Sarah Boseley, health editor 

Date for halting childhood obesity slips back 10 years

· Primarolo acts as report shows size of problem· Effects predicted to cost Britain £45bn a year
  
  

Gym class
Ed Balls has called on parents to help improve their children's lives. Photograph: Corbis Photograph: Corbis

The government has quietly abandoned its target to halt childhood obesity by 2010, setting instead the goal of reducing it by 2020 - a decade further on.

The move comes in the response today of the public health minister, Dawn Primarolo, to the Foresight report, a two-year trawl through the evidence by scientists which concluded that the problem was huge, could cost the UK £45bn a year and could take 30 years to turn round.

While it was acknowledged the government target was ambitious when it was set in 2004, many critics say that to take the pressure off by allowing the childhood obesity goal to slip by 10 years is unwise.

There was also disappointment that neither the much-anticipated Foresight report nor the government response contained any kind of blueprint for action.

The British Heart Foundation said the report was not so much a wake-up call as an echo of alarm bells that have been ringing for more than 30 years. "Repeated reports like this, which should have had alarm bells ringing in Whitehall long ago, have been met only by repeated pushes of the government's snooze button," said Peter Hollins, the foundation's chief executive. "Combating childhood obesity was part of New Labour's election manifesto in 1997."

The foundation expressed its concern at the softening of the target on childhood obesity. Mr Hollins said: "Setting new targets for 2020 is presumably a tactic to buy the government more time to get its act together, but it risks making the problem seem too distant to force through the necessary bold measures in this term.

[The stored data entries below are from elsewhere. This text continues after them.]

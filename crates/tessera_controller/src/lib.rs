//! Controller-side table rebalancer for the Tessera segment store.
//!
//! Cluster state lives in a versioned metadata store as two records per
//! table: the ideal state (the desired segment placement, owned by the
//! controller) and the external view (the placement servers actually report).
//! The rebalancer computes a target placement from the table's instance
//! partitions and walks the ideal state toward it, either in one step with
//! downtime or in availability-preserving steps that wait for the external
//! view to catch up in between.

pub mod assignment;
pub mod config;
pub mod instance;
pub mod rebalance;
pub mod state;
pub mod store;

pub use config::{InstanceAssignmentConfig, RebalanceConfig, TableConfig, TableType};
pub use rebalance::{
    RebalanceResult, RebalanceStatus, Rebalancer, RebalancerTiming, EXTERNAL_VIEW_CHECK_INTERVAL,
    EXTERNAL_VIEW_STABILIZATION_MAX_WAIT,
};
pub use state::{
    Assignment, ExternalView, IdealState, InstanceConfig, InstancePartitions,
    InstancePartitionsType, InstanceStateMap, SegmentState,
};
pub use store::{CasOutcome, DirMetadataStore, MetadataStore};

"The prime minister needs to be braver than his predecessor and show the country he has the bottle to rein in the pervasive influence of the food industry over our children's eating habits."

Ms Primarolo said in response to the Foresight report that tackling childhood obesity was a key cross-government priority. Progress had been made, she said, citing healthier school food, clearer food labelling and tougher advertising restrictions on junk food, "but we know that we need to go further and faster", she said.

The initial focus of the anti-obesity drive would be children, she said. "By 2020, we aim to reduce the proportion of overweight and obese children to 2000 levels."

The Department of Health said later: "When we set the original 2004 target we knew this would be a challenge. Obesity levels are growing throughout the developed and developing world, and there is very limited evidence of international success at halting or reversing this trend.

"We have reconsidered the position in the light of emerging evidence." It added that the altered target was signalled in last week's comprehensive spending review.

The central message of the Foresight report, put together by a team headed by Sir David King, the government's chief scientific adviser, was that there was no simple answer to the problem. The nation had "sleepwalked" into it because our hunter-gatherer biology was out of step with the technological convenience age; we were programmed to eat as if we did not know where the next meal was coming from. "If we just behave normally we will become obese," Sir David said.

It is neither entirely the fault of the individual nor of society, Foresight says. There is no magic bullet solution, and no wonder diet drug will do the trick. Foresight draws many parallels with climate change, saying that changes in many different areas of society are necessary, from the design of towns and transport systems to encouraging healthier food production and consumption.

If current obesity levels continue, about 60% of men, 50% of women and 25% of children in the UK will be obese by 2050.

The Children's Food Campaign, an alliance of more than 300 organisations, said the report showed the obesity timebomb was exploding. "We need urgent action to help people, especially children, avoid the less healthy, less happy and, ultimately, shorter life that obesity leads to," said its coordinator, Richard Watts. "The government should end junk food TV advertising before 9pm, as the first step in a longer campaign to change our food culture."

The consumer organisation Which? urged the government to go "further and faster" by bringing in tougher rules, within three months, against the promotion of unhealthy food to children. "Obesity is a complex problem but the solutions currently on the table are not up to the task," said its chief policy adviser, Sue Davies.